En cuanto a la segunda «Oportunidades de ingreso», consiste en acciones dirigidas a promover apoyos a los trabajadores, para así poder responder a problemas de coyuntura de empleo y al mismo tiempo, mediante obras productivas y de infraestructura social, atacar las barreras estructurales que obstaculizan el desarrollo de las actividades productivas, con lo cual se promueva la generación de empleos e ingresos. Destacaré que en 1994 se crearon 149,674 nuevos empleos, con una tasa de crecimiento del Producto de 4.5%. En contraste, entre 1995 y 1999 se crearon 2,884,653 nuevos empleos. Tan sólo en 1999, con una tasa de crecimiento del PIB de 3.7% se crearon 706,041 nuevos empleos en el sector formal de la economía. Con certeza en el 2000, con una tasa de crecimiento similar a la de 1994, habrán de crearse más empleos que en 1999 en el sector formal de la economía.
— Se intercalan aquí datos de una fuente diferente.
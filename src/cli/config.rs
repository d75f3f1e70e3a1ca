// FILE: src/cli/config.rs

use crate::error::{InlineError, Result};
use crate::InlineOptions;
use serde::{Deserialize, Serialize};
use std::fs;

#[derive(Debug, Default, Serialize, Deserialize)]
pub struct ConfigFile {
    pub base: Option<String>,
    pub relative: Option<bool>,
    pub include_paths: Option<Vec<String>>,
    pub compress: Option<bool>,
    pub parse_only_template: Option<bool>,
    pub less_command: Option<String>,
}

impl ConfigFile {
    /// Options from the file alone, defaults for anything it leaves out
    pub fn to_options(&self) -> InlineOptions {
        let defaults = InlineOptions::default();
        InlineOptions {
            base: self.base.clone().unwrap_or(defaults.base),
            relative: self.relative.unwrap_or(defaults.relative),
            include_paths: self.include_paths.clone().unwrap_or_default(),
            compress: self.compress.unwrap_or(defaults.compress),
            parse_only_template: self.parse_only_template.unwrap_or(defaults.parse_only_template),
            less_command: self.less_command.clone().unwrap_or(defaults.less_command),
        }
    }
}

pub fn load(config_path: &str) -> Result<ConfigFile> {
    log::info!("Loaded configuration from {}", config_path);
    let config_content = fs::read_to_string(config_path).map_err(|e| InlineError::FileNotFound {
        path: format!("Config file {}: {}", config_path, e),
    })?;

    parse(config_path, &config_content)
}

fn parse(config_path: &str, config_content: &str) -> Result<ConfigFile> {
    if config_path.ends_with(".json") {
        serde_json::from_str(config_content)
            .map_err(|e| InlineError::invalid_format(format!("Invalid JSON config: {}", e)))
    } else if config_path.ends_with(".toml") {
        toml::from_str(config_content)
            .map_err(|e| InlineError::invalid_format(format!("Invalid TOML config: {}", e)))
    } else {
        Err(InlineError::invalid_format("Config file must be .json or .toml format"))
    }
}
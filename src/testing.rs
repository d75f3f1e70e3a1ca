//! In-memory resource hosts for unit tests

use crate::error::{InlineError, Result};
use crate::host::ResourceHost;
use std::cell::RefCell;
use std::collections::HashMap;
use std::future::Future;
use std::io;
use std::path::{Path, PathBuf};
use std::pin::Pin;
use std::task::{Context, Poll};

fn not_found(path: &Path) -> InlineError {
    InlineError::file_not_found(path, io::Error::from(io::ErrorKind::NotFound))
}

/// Serves files from a map
#[derive(Debug, Default)]
pub struct MemoryHost {
    files: HashMap<PathBuf, String>,
}

impl MemoryHost {
    pub fn new() -> Self {
        Self::default()
    }

    pub fn with_file(mut self, path: &str, content: &str) -> Self {
        self.files.insert(PathBuf::from(path), content.to_string());
        self
    }
}

impl ResourceHost for MemoryHost {
    async fn read_file(&self, path: &Path) -> Result<String> {
        self.files.get(path).cloned().ok_or_else(|| not_found(path))
    }
}

/// Serves files after yielding to the executor a configurable number of times, and records
/// the order in which reads complete.
#[derive(Debug, Default)]
pub struct SlowHost {
    files: HashMap<PathBuf, (String, usize)>,
    completed: RefCell<Vec<String>>,
}

impl SlowHost {
    pub fn new(files: Vec<(&str, &str, usize)>) -> Self {
        Self {
            files: files
                .into_iter()
                .map(|(path, content, yields)| (PathBuf::from(path), (content.to_string(), yields)))
                .collect(),
            completed: RefCell::new(Vec::new()),
        }
    }

    pub fn completion_order(&self) -> Vec<String> {
        self.completed.borrow().clone()
    }
}

impl ResourceHost for SlowHost {
    async fn read_file(&self, path: &Path) -> Result<String> {
        let (content, yields) = self.files.get(path).cloned().ok_or_else(|| not_found(path))?;
        YieldNow(yields).await;
        self.completed.borrow_mut().push(path.display().to_string());
        Ok(content)
    }
}

/// Returns `Pending` the given number of times, waking itself each time
struct YieldNow(usize);

impl Future for YieldNow {
    type Output = ();

    fn poll(mut self: Pin<&mut Self>, cx: &mut Context<'_>) -> Poll<()> {
        if self.0 == 0 {
            return Poll::Ready(());
        }
        self.0 -= 1;
        cx.waker().wake_by_ref();
        Poll::Pending
    }
}
//! Escaping and line normalization for inlined resources

/// Remove every carriage return and newline so a stylesheet fits on one line
pub fn strip_line_breaks(css: &str) -> String {
    css.chars().filter(|c| !matches!(c, '\r' | '\n')).collect()
}

/// Escape a stylesheet for a single-quoted literal.
///
/// Backslashes go first; escaping quotes first would double the backslashes it inserts.
pub fn escape_style(css: &str) -> String {
    css.replace('\\', "\\\\").replace('\'', "\\'")
}

/// Put a backslash in front of every `quote` character
pub fn escape_quote(text: &str, quote: char) -> String {
    let mut escaped = String::with_capacity(text.len());
    for ch in text.chars() {
        if ch == quote {
            escaped.push('\\');
        }
        escaped.push(ch);
    }
    escaped
}

/// Turn each run of line breaks into a string concatenation, so
/// `a\n\nb` becomes `a" +\n"b` for `quote = '"'`.
pub fn join_lines(text: &str, quote: char) -> String {
    let separator = format!("{quote} +\n{quote}");
    let mut joined = String::with_capacity(text.len());
    let mut in_break = false;

    for ch in text.chars() {
        if matches!(ch, '\r' | '\n') {
            if !in_break {
                joined.push_str(&separator);
                in_break = true;
            }
        } else {
            joined.push(ch);
            in_break = false;
        }
    }
    joined
}
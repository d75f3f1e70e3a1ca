//! Error types for the resource inliner

use crate::types::StyleDialect;
use std::path::Path;
use thiserror::Error;

#[derive(Error, Debug)]
pub enum InlineError {
    #[error("IO error: {0}")]
    Io(#[from] std::io::Error),

    #[error("Malformed annotation: {message}")]
    MalformedAnnotation { message: String },

    #[error("File not found: {path}")]
    FileNotFound { path: String },

    #[error("{dialect} compile error in {path}: {message}")]
    Compile {
        dialect: StyleDialect,
        path: String,
        message: String,
    },

    #[error("Invalid format: {message}")]
    InvalidFormat { message: String },
}

pub type Result<T> = std::result::Result<T, InlineError>;

impl InlineError {
    pub fn malformed(message: impl Into<String>) -> Self {
        Self::MalformedAnnotation {
            message: message.into(),
        }
    }

    pub fn file_not_found(path: &Path, cause: impl std::fmt::Display) -> Self {
        Self::FileNotFound {
            path: format!("{}: {}", path.display(), cause),
        }
    }

    pub fn compile(dialect: StyleDialect, path: &Path, message: impl Into<String>) -> Self {
        Self::Compile {
            dialect,
            path: path.display().to_string(),
            message: message.into(),
        }
    }

    pub fn invalid_format(message: impl Into<String>) -> Self {
        Self::InvalidFormat {
            message: message.into(),
        }
    }
}

#[cfg(test)]
mod tests {
    use super::*;

    #[test]
    fn test_compile_error_display() {
        let err = InlineError::compile(StyleDialect::Scss, Path::new("app/main.scss"), "expected \";\"");
        assert_eq!(
            err.to_string(),
            "SCSS compile error in app/main.scss: expected \";\""
        );
    }

    #[test]
    fn test_file_not_found_keeps_cause() {
        let err = InlineError::file_not_found(Path::new("missing.css"), "No such file or directory");
        match err {
            InlineError::FileNotFound { path } => {
                assert!(path.starts_with("missing.css"));
                assert!(path.contains("No such file"));
            }
            other => panic!("Expected FileNotFound, got {:?}", other),
        }
    }
}
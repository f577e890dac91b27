use crate::bag::PropertyBag;
use crate::property_error::PropertyResult;
use crate::value::PropertyValue;
use std::collections::BTreeMap;

/// Untyped property container accepting any name.
#[derive(Debug, Clone, Default, PartialEq, Eq)]
pub struct WireData {
    data: BTreeMap<String, PropertyValue>,
}

impl WireData {
    pub fn new() -> Self {
        Self::default()
    }

    pub fn len(&self) -> usize {
        self.data.len()
    }

    pub fn is_empty(&self) -> bool {
        self.data.is_empty()
    }

    /// Names of the properties currently set, in sorted order.
    pub fn names(&self) -> impl Iterator<Item = &str> {
        self.data.keys().map(String::as_str)
    }
}

impl PropertyBag for WireData {
    fn get(&self, name: &str) -> PropertyValue {
        self.data.get(name).cloned().unwrap_or_default()
    }

    fn set(&mut self, name: &str, value: PropertyValue) -> PropertyResult<()> {
        if value.is_null() {
            if self.data.remove(name).is_some() {
                tracing::debug!(property = name, "property cleared");
            }
        } else {
            tracing::debug!(property = name, %value, "property set");
            self.data.insert(name.to_string(), value);
        }
        Ok(())
    }
}
use crate::page_id::PageId;
use paste::paste;
use property::property_error::PropertyResult;
use property::{PropertyBag, PropertyError, PropertyValue};

/// Scalars that can be stored in a typed field and exchanged with a property container.
pub(crate) trait PropertyScalar: Sized + Copy {
    /// Reads `value` for the property `name`. `Null` maps to `None`.
    fn from_property(name: &str, value: &PropertyValue) -> PropertyResult<Option<Self>>;

    fn into_property(self) -> PropertyValue;
}

impl PropertyScalar for u64 {
    fn from_property(name: &str, value: &PropertyValue) -> PropertyResult<Option<Self>> {
        match value {
            PropertyValue::Null => Ok(None),
            PropertyValue::Int(n) => u64::try_from(*n)
                .map(Some)
                .map_err(|_| PropertyError::invalid(name, format!("{n} is negative"))),
            // blank text is how an unset id renders
            PropertyValue::Str(s) if s.trim().is_empty() => Ok(None),
            PropertyValue::Str(s) => s
                .trim()
                .parse::<u64>()
                .map(Some)
                .map_err(|e| PropertyError::invalid(name, format!("`{s}` is not an id: {e}"))),
        }
    }

    fn into_property(self) -> PropertyValue {
        // ids beyond i64::MAX keep their exact decimal form
        i64::try_from(self)
            .map(PropertyValue::Int)
            .unwrap_or_else(|_| PropertyValue::Str(self.to_string()))
    }
}

/// Defines the typed fields of [`PageId`] together with their by-name access.
///
/// Pattern: `field_name(identifier): field_type(type);`
macro_rules! impl_page_id_properties {
    ( $( $field_name:ident : $field_type:ty ; )* ) => {
        paste! {
            $(
                #[doc = concat!("Property name of field `", stringify!($field_name), "`.")]
                pub const [<$field_name:upper _PROPERTY>]: &str = stringify!($field_name);

                impl PageId {
                    #[doc = concat!("Getter for field `", stringify!($field_name), "`. `None` when unset.")]
                    pub fn $field_name(&self) -> Option<$field_type> {
                        self.$field_name
                    }

                    #[doc = concat!("Setter for field `", stringify!($field_name), "`.")]
                    pub fn [<set_ $field_name>](&mut self, val: $field_type) {
                        self.$field_name = Some(val);
                    }

                    #[doc = concat!("Unsets field `", stringify!($field_name), "`.")]
                    pub fn [<clear_ $field_name>](&mut self) {
                        self.$field_name = None;
                    }
                }
            )*

            impl PropertyBag for PageId {
                fn get(&self, name: &str) -> PropertyValue {
                    match name {
                        $(
                            [<$field_name:upper _PROPERTY>] => self
                                .$field_name
                                .map(PropertyScalar::into_property)
                                .unwrap_or_default(),
                        )*
                        _ => PropertyValue::Null,
                    }
                }

                fn set(&mut self, name: &str, value: PropertyValue) -> PropertyResult<()> {
                    match name {
                        $(
                            [<$field_name:upper _PROPERTY>] => {
                                let parsed = <$field_type as PropertyScalar>::from_property(name, &value)
                                    .inspect_err(|e| tracing::warn!(property = name, page_id = %self, "rejected property set: {e}"))?;
                                self.$field_name = parsed;
                                tracing::debug!(property = name, page_id = %self, "page id property updated");
                                Ok(())
                            }
                        )*
                        _ => {
                            tracing::warn!(property = name, "page id has no such property");
                            Err(PropertyError::unknown(name))
                        }
                    }
                }
            }
        }
    };
}

impl_page_id_properties! {
    value : u64;
}
use crate::page_id::PageId;
use property::PropertyValue;

#[test]
fn parses_decimal() {
    assert_eq!("1001".parse::<PageId>().unwrap(), PageId::new(1001));
    assert_eq!(" 0 \n".parse::<PageId>().unwrap(), PageId::new(0));
}

#[test]
fn blank_parses_as_unset() {
    assert_eq!("".parse::<PageId>().unwrap(), PageId::unset());
    assert_eq!("   ".parse::<PageId>().unwrap(), PageId::unset());
}

#[test]
fn rejects_non_numeric() {
    let err = "home".parse::<PageId>().unwrap_err();
    assert_eq!(err.input, "home");
    assert!(err.to_string().starts_with("invalid page id `home`"));

    assert!("-1".parse::<PageId>().is_err());
    assert!("1.5".parse::<PageId>().is_err());
}

#[test]
fn display_output_parses_back() {
    for id in [PageId::new(0), PageId::new(1001), PageId::unset()] {
        assert_eq!(id.to_string().parse::<PageId>().unwrap(), id);
    }
}

#[test]
fn option_conversions() {
    assert_eq!(PageId::from(5), PageId::new(5));
    assert_eq!(PageId::from(None), PageId::unset());
    assert_eq!(Option::<u64>::from(PageId::new(9)), Some(9));
    assert_eq!(Option::<u64>::from(PageId::unset()), None);
}

#[test]
fn property_value_conversions() {
    assert_eq!(PropertyValue::from(PageId::new(3)), PropertyValue::Int(3));
    assert_eq!(PropertyValue::from(PageId::unset()), PropertyValue::Null);

    assert_eq!(PageId::try_from(&PropertyValue::Int(3)).unwrap(), PageId::new(3));
    assert_eq!(PageId::try_from(&PropertyValue::from("44")).unwrap(), PageId::new(44));
    assert_eq!(PageId::try_from(&PropertyValue::Null).unwrap(), PageId::unset());
    assert!(PageId::try_from(&PropertyValue::Int(-2)).is_err());
}

#[test]
fn unset_sorts_first() {
    let mut ids = vec![PageId::new(10), PageId::unset(), PageId::new(2)];
    ids.sort();
    assert_eq!(ids, vec![PageId::unset(), PageId::new(2), PageId::new(10)]);
}
use crate::accessors::{PropertyScalar, VALUE_PROPERTY};
use crate::config::RenderConfig;
use crate::errors::parse_error::ParsePageIdError;
use property::{PropertyError, PropertyValue};
use serde::{Deserialize, Serialize};
use std::fmt;
use std::str::FromStr;

/// Identifier of a page in the content tree.
///
/// The ID may be unset, which is what [`PageId::default`] yields. An unset ID renders as the
/// empty string and serializes as `null`.
#[derive(
    Debug, Clone, Copy, Default, PartialEq, Eq, Hash, PartialOrd, Ord, Serialize, Deserialize,
)]
#[serde(transparent)]
pub struct PageId {
    pub(crate) value: Option<u64>,
}

impl PageId {
    /// Creates a `PageId` holding `value`.
    pub fn new(value: u64) -> Self {
        Self { value: Some(value) }
    }

    /// Creates a `PageId` with no value.
    pub fn unset() -> Self {
        Self::default()
    }

    pub fn is_set(&self) -> bool {
        self.value.is_some()
    }

    /// Renders the ID, using the configured placeholder when it is unset.
    pub fn render(&self, config: &RenderConfig) -> String {
        match self.value {
            Some(value) => value.to_string(),
            None => config.unset_placeholder.clone(),
        }
    }
}

impl fmt::Display for PageId {
    fn fmt(&self, f: &mut fmt::Formatter<'_>) -> fmt::Result {
        match self.value {
            Some(value) => write!(f, "{value}"),
            None => Ok(()),
        }
    }
}

impl FromStr for PageId {
    type Err = ParsePageIdError;

    /// Parses a decimal ID. Blank input yields an unset ID.
    fn from_str(s: &str) -> Result<Self, Self::Err> {
        let trimmed = s.trim();
        if trimmed.is_empty() {
            return Ok(Self::unset());
        }
        trimmed
            .parse::<u64>()
            .map(Self::new)
            .map_err(|source| ParsePageIdError {
                input: s.to_string(),
                source,
            })
    }
}

impl From<u64> for PageId {
    fn from(value: u64) -> Self {
        Self::new(value)
    }
}

impl From<Option<u64>> for PageId {
    fn from(value: Option<u64>) -> Self {
        Self { value }
    }
}

impl From<PageId> for Option<u64> {
    fn from(id: PageId) -> Self {
        id.value
    }
}

impl From<PageId> for PropertyValue {
    fn from(id: PageId) -> Self {
        id.value
            .map(PropertyScalar::into_property)
            .unwrap_or_default()
    }
}

impl TryFrom<&PropertyValue> for PageId {
    type Error = PropertyError;

    fn try_from(value: &PropertyValue) -> Result<Self, Self::Error> {
        u64::from_property(VALUE_PROPERTY, value).map(Self::from)
    }
}
use std::fmt;

/// A scalar held by a property container.
///
/// `Null` stands for "not set". Its textual form is the empty string.
#[derive(Debug, Clone, PartialEq, Eq, Hash, Default)]
pub enum PropertyValue {
    #[default]
    Null,
    Int(i64),
    Str(String),
}

impl PropertyValue {
    pub fn is_null(&self) -> bool {
        matches!(self, PropertyValue::Null)
    }
}

impl fmt::Display for PropertyValue {
    fn fmt(&self, f: &mut fmt::Formatter<'_>) -> fmt::Result {
        match self {
            PropertyValue::Null => Ok(()),
            PropertyValue::Int(n) => write!(f, "{n}"),
            PropertyValue::Str(s) => f.write_str(s),
        }
    }
}

impl From<i64> for PropertyValue {
    fn from(n: i64) -> Self {
        PropertyValue::Int(n)
    }
}

impl From<&str> for PropertyValue {
    fn from(s: &str) -> Self {
        PropertyValue::Str(s.to_string())
    }
}

impl From<String> for PropertyValue {
    fn from(s: String) -> Self {
        PropertyValue::Str(s)
    }
}

impl<T: Into<PropertyValue>> From<Option<T>> for PropertyValue {
    fn from(v: Option<T>) -> Self {
        v.map_or(PropertyValue::Null, Into::into)
    }
}
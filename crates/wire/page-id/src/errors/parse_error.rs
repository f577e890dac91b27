use std::num::ParseIntError;
use thiserror::Error;

/// Error returned when text cannot be read as a page ID.
#[derive(Debug, Error, Clone, PartialEq, Eq)]
#[error("invalid page id `{input}`: {source}")]
pub struct ParsePageIdError {
    /// The rejected input, untrimmed.
    pub input: String,
    /// The underlying integer parse failure
    pub source: ParseIntError,
}
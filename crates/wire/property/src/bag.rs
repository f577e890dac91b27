use crate::property_error::PropertyResult;
use crate::value::PropertyValue;

/// Get/set access to properties by name.
///
/// Reading a name that is unknown or unset yields [`PropertyValue::Null`]; only writes can fail.
pub trait PropertyBag {
    /// Returns the value stored under `name`, or `Null`.
    fn get(&self, name: &str) -> PropertyValue;

    /// Stores `value` under `name`. Storing `Null` clears the property.
    fn set(&mut self, name: &str, value: PropertyValue) -> PropertyResult<()>;

    /// Whether `name` currently holds a non-null value.
    fn has(&self, name: &str) -> bool {
        !self.get(name).is_null()
    }

    /// Clears `name`.
    fn remove(&mut self, name: &str) -> PropertyResult<()> {
        self.set(name, PropertyValue::Null)
    }
}
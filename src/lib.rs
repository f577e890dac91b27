//! # wirepage
//!
//! Value holders for a content-management host, organized under the `/crates` directory of
//! this workspace:
//!
//! - `/wire/property`: named-property storage ([`PropertyBag`], [`WireData`]).
//! - `/wire/page-id`: the [`PageId`] value object and its text rendering.

pub use page_id::config::{PageIdConfig, RenderConfig};
pub use page_id::errors::config_error::ConfigError;
pub use page_id::errors::parse_error::ParsePageIdError;
pub use page_id::page_id::PageId;
pub use page_id::VALUE_PROPERTY;
pub use property::{PropertyBag, PropertyError, PropertyValue, WireData};
use std::path::{Path, PathBuf};
use thiserror::Error;

#[derive(Debug, Error)]
pub enum ConfigError {
    #[error("failed to read config file {}", .path.display())]
    Io {
        path: PathBuf,
        source: std::io::Error,
    },
    #[error("failed to parse config{}", file_suffix(.path.as_deref()))]
    ParseToml {
        path: Option<PathBuf>,
        source: toml::de::Error,
    },
    #[error("invalid config: {message}")]
    Invalid { message: String },
}

fn file_suffix(path: Option<&Path>) -> String {
    path.map(|p| format!(" file {}", p.display()))
        .unwrap_or_default()
}
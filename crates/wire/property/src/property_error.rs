use thiserror::Error;

/// Errors returned when setting a property by name.
#[derive(Debug, Error, PartialEq, Eq)]
pub enum PropertyError {
    /// The container does not define a property with this name.
    #[error("unknown property `{name}`")]
    UnknownProperty { name: String },
    /// The value cannot be stored in the named property.
    #[error("invalid value for property `{name}`: {reason}")]
    InvalidValue { name: String, reason: String },
}

impl PropertyError {
    pub fn unknown(name: &str) -> Self {
        Self::UnknownProperty {
            name: name.to_string(),
        }
    }

    pub fn invalid(name: &str, reason: impl Into<String>) -> Self {
        Self::InvalidValue {
            name: name.to_string(),
            reason: reason.into(),
        }
    }
}

/// Result type of property operations.
pub type PropertyResult<T> = Result<T, PropertyError>;
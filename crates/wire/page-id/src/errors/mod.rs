pub mod config_error;
pub mod parse_error;
//! Montage CLI: command-line interface for short-video projects.
//!
//! Usage:
//!   montage init <NAME>              Create a new project
//!   montage add <PATH> <SOURCE>      Add a clip to a project's timeline
//!   montage info <PATH>              Show project and timeline information
//!   montage resolve <PATH> <TIME>    Show what is on screen at a time
//!   montage thumbnails <PATH>        Extract evenly spaced snapshots
//!   montage check                    Check system capabilities

use std::path::PathBuf;

use clap::{Parser, Subcommand};

use montage_common::config::AppConfig;
use montage_common::logging::{init_logging, level_for_verbosity};

mod commands;

#[derive(Parser)]
#[command(
    name = "montage",
    about = "Short-video timeline editing and thumbnail extraction",
    version,
    author
)]
struct Cli {
    /// Enable verbose logging
    #[arg(short, long, global = true)]
    verbose: bool,

    #[command(subcommand)]
    command: Commands,
}

#[derive(Subcommand)]
enum Commands {
    /// Create a new empty project
    Init {
        /// Project name
        name: String,

        /// Output directory (defaults to the configured projects directory)
        #[arg(short, long)]
        output: Option<PathBuf>,

        /// Output width
        #[arg(long, default_value = "1080")]
        width: u32,

        /// Output height
        #[arg(long, default_value = "1920")]
        height: u32,

        /// Output frame rate
        #[arg(long, default_value = "30")]
        fps: u32,
    },

    /// Add a clip to the main track or as an overlay
    Add(commands::add::AddArgs),

    /// Show project information
    Info {
        /// Path to the project directory
        path: PathBuf,
    },

    /// Show the active clips at a timeline time
    Resolve {
        /// Path to the project directory
        path: PathBuf,

        /// Timeline time in seconds
        time: f64,

        /// Print the resolution as JSON
        #[arg(long)]
        json: bool,
    },

    /// Extract evenly spaced snapshots as PNG files
    Thumbnails {
        /// Path to the project directory
        path: PathBuf,

        /// Number of snapshots
        #[arg(short, long, default_value = "5")]
        count: usize,

        /// Range start in seconds
        #[arg(long, default_value = "0.0")]
        start: f64,

        /// Range length in seconds (defaults to the rest of the timeline)
        #[arg(long)]
        duration: Option<f64>,

        /// Output directory (defaults to <project>/thumbnails)
        #[arg(short, long)]
        output: Option<PathBuf>,
    },

    /// Check system capabilities
    Check,
}

#[tokio::main]
async fn main() -> anyhow::Result<()> {
    let cli = Cli::parse();
    let mut config = AppConfig::load();

    if cli.verbose {
        config.logging.level = level_for_verbosity(true);
    }
    init_logging(&config.logging);

    match cli.command {
        Commands::Init {
            name,
            output,
            width,
            height,
            fps,
        } => commands::init::run(&config, name, output, width, height, fps),
        Commands::Add(args) => commands::add::run(&config, args),
        Commands::Info { path } => commands::info::run(&config, path),
        Commands::Resolve { path, time, json } => commands::resolve::run(&config, path, time, json),
        Commands::Thumbnails {
            path,
            count,
            start,
            duration,
            output,
        } => commands::thumbnails::run(&config, path, count, start, duration, output).await,
        Commands::Check => commands::check::run(&config),
    }
}
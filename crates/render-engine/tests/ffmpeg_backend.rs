//! Exercises the ffmpeg backend against a generated still image.
//!
//! Skipped when ffmpeg/ffprobe are not installed.

use std::sync::Arc;

use image::{Rgba, RgbaImage};
use montage_common::TimeRange;
use montage_processing_core::{GeneratorRequest, TimelineComposer};
use montage_project_model::{Clip, ClipKind, MediaContext, MediaProbe, Size, Timeline};
use montage_render_engine::{
    BatchStatus, CancelToken, FfmpegBackend, SamplerConfig, SnapshotSampler,
};

fn write_fixture(name: &str) -> std::path::PathBuf {
    let dir = std::env::temp_dir().join("montage_ffmpeg_backend");
    std::fs::create_dir_all(&dir).unwrap();
    let path = dir.join(name);
    let image = RgbaImage::from_pixel(64, 32, Rgba([200, 40, 40, 255]));
    image.save(&path).unwrap();
    path
}

#[tokio::test]
async fn probes_and_samples_a_still_image() {
    let backend = FfmpegBackend::default();
    if !backend.is_available() {
        eprintln!("ffmpeg not available, skipping");
        return;
    }

    let path = write_fixture("red.png");
    let uri = path.to_string_lossy().to_string();

    let info = backend.probe(&uri).unwrap();
    assert_eq!((info.width, info.height), (64, 32));

    let backend = Arc::new(backend);
    let ctx = MediaContext::new(backend.clone());
    let clip = Clip::open(ClipKind::Image, uri, &ctx).unwrap();
    let mut timeline = Timeline::new(Size::new(64.0, 32.0));
    timeline.push_main(clip);
    let composer = TimelineComposer::new(timeline);

    let sampler = SnapshotSampler::new(backend, SamplerConfig::default());
    let request = GeneratorRequest::new(TimeRange::new(0.0, 1.0), 2).unwrap();
    let batch = sampler.generate(&composer, request, &CancelToken::new()).await;

    assert_eq!(batch.status, BatchStatus::Complete, "{:?}", batch.failures);
    let frame = &batch.results[0].image;
    assert_eq!(frame.dimensions(), (64, 32));
    assert_eq!(frame.get_pixel(10, 10).0, [200, 40, 40, 255]);
}
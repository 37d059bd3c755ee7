//! Snapshot time planning.

use serde::{Deserialize, Serialize};

use montage_common::{MontageError, MontageResult, TimeRange};

/// What a snapshot batch should sample.
#[derive(Debug, Clone, Copy, PartialEq, Serialize, Deserialize)]
pub struct GeneratorRequest {
    pub time_range: TimeRange,
    pub image_count: usize,
}

impl GeneratorRequest {
    pub fn new(time_range: TimeRange, image_count: usize) -> MontageResult<Self> {
        if image_count == 0 {
            return Err(MontageError::invalid_parameter("image count must be at least 1"));
        }
        if !time_range.is_well_formed() {
            return Err(MontageError::invalid_parameter(format!(
                "malformed time range [{} +{}]",
                time_range.start_secs, time_range.duration_secs
            )));
        }
        Ok(Self {
            time_range,
            image_count,
        })
    }

    /// Spacing between samples: `duration / max(count - 1, 1)`.
    pub fn time_interval(&self) -> f64 {
        self.time_range.duration_secs / self.image_count.saturating_sub(1).max(1) as f64
    }

    /// Evenly spaced sample times, first at the range start and, for two or
    /// more samples, last at the range end.
    pub fn target_times(&self) -> Vec<f64> {
        let start = self.time_range.start_secs;
        if self.image_count <= 1 {
            return vec![start];
        }
        let steps = (self.image_count - 1) as f64;
        (0..self.image_count)
            .map(|i| start + self.time_range.duration_secs * i as f64 / steps)
            .collect()
    }
}

#[cfg(test)]
mod tests {
    use super::*;

    #[test]
    fn test_five_samples_over_eight_seconds() {
        let request = GeneratorRequest::new(TimeRange::new(0.0, 8.0), 5).unwrap();
        assert_eq!(request.time_interval(), 2.0);
        assert_eq!(request.target_times(), vec![0.0, 2.0, 4.0, 6.0, 8.0]);
    }

    #[test]
    fn test_single_sample_is_range_start() {
        let request = GeneratorRequest::new(TimeRange::new(3.5, 8.0), 1).unwrap();
        assert_eq!(request.time_interval(), 8.0);
        assert_eq!(request.target_times(), vec![3.5]);
    }

    #[test]
    fn test_last_sample_lands_on_range_end() {
        let request = GeneratorRequest::new(TimeRange::new(0.1, 0.7), 8).unwrap();
        let times = request.target_times();
        assert_eq!(times.len(), 8);
        assert!((times[7] - 0.8).abs() < 1e-12);
    }

    #[test]
    fn test_rejects_invalid_requests() {
        assert!(GeneratorRequest::new(TimeRange::new(0.0, 8.0), 0).is_err());
        assert!(GeneratorRequest::new(TimeRange::new(-1.0, 8.0), 3).is_err());
        assert!(GeneratorRequest::new(TimeRange::new(0.0, f64::NAN), 3).is_err());
    }
}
Una acción complementaria de la estrategia para mejorar las condiciones de bienestar de la población en pobreza extrema está relacionada con una adecuada disponibilidad de los servicios básicos. Para proveer de «Infraestructura social básica» a las localidades con elevados índices de marginación social, la Secretaria de Hacienda y Crédito Público ha brindado especial interés y apoyo al presupuesto del gasto destinado a este sensible rubro social; en especial ramos 26 y 33.

Ahora bien, el gasto asignado al desarrollo rural tiene dos vertientes: a) desarrollo productivo y b)desarrollo social de la población en pobreza extrema y sus canales generales de trabajo son: la educación, salud y alimentación, y la infraestructura social básica.

Respecto de las erogaciones gubernamentales, se ha logrado un saneamiento de las finanzas públicas; con lo cual se permitió un mayor gasto social en 1999 como nunca antes se había dado, más aún lo mismo ocurrirá durante el presente año. Vale la pena señalar que el presupuesto actual de egresos es el de mayor contenido social en la historia de nuestro país, bajo cualquier indicador que se le mida: como porcentaje del gasto programable total, el gasto social será de 61.8 por ciento; como proporción del PIB llegará a 9.6 por ciento y registrará un crecimiento real de 8.9 por ciento.

El gasto social ha sido una constante preocupación y prioridad de nuestro gobierno para lograr una mejor distribución del ingreso y la riqueza en México. Por lo cual estas erogaciones han crecido a una tasa promedio anual de alrededor del 4 por ciento, en términos reales, en los últimos cuatro años. Si ahora nos revocamos en el tiempo, el gasto social hace diez años ha crecido a una tasa promedio anual que duplica la tasa de crecimiento de la economía, cuadriplica la tasa de crecimiento de la población mexicana y, no menos importante, duplica el crecimiento del gasto programable.

Concluyo exhortando a los lectores y al público en general para que colaboren en la labor del gobierno mexicano, de lograr una economía de estado que promueva la competencia y eficiencia entre empresas, organismos e instituciones, incentive los derechos de propiedad mejor definidos, se tenga información menos asimétrica e incompleta entre los entes económicos, se disminuyan las externalidades negativas que atañen a la sociedad, se aumente el capital humano, se implementen mejores tecnologías y se canalicen mejor las inversiones; como consecuencia, se traducirán en un aprovechamiento de las economías de escala y una mayor creación de empleos mejor remunerados en el corto y largo plazo. Así cosecharemos los frutos de un México con crecimiento económico general y sostenido, y al mismo tiempo lograremos una mayor justicia social.

*Economista, académico y servidor público en el Banco de México, la SHCP Y el Infonavit. Actualmente es subsecretario de Hacienda y Crédito Público.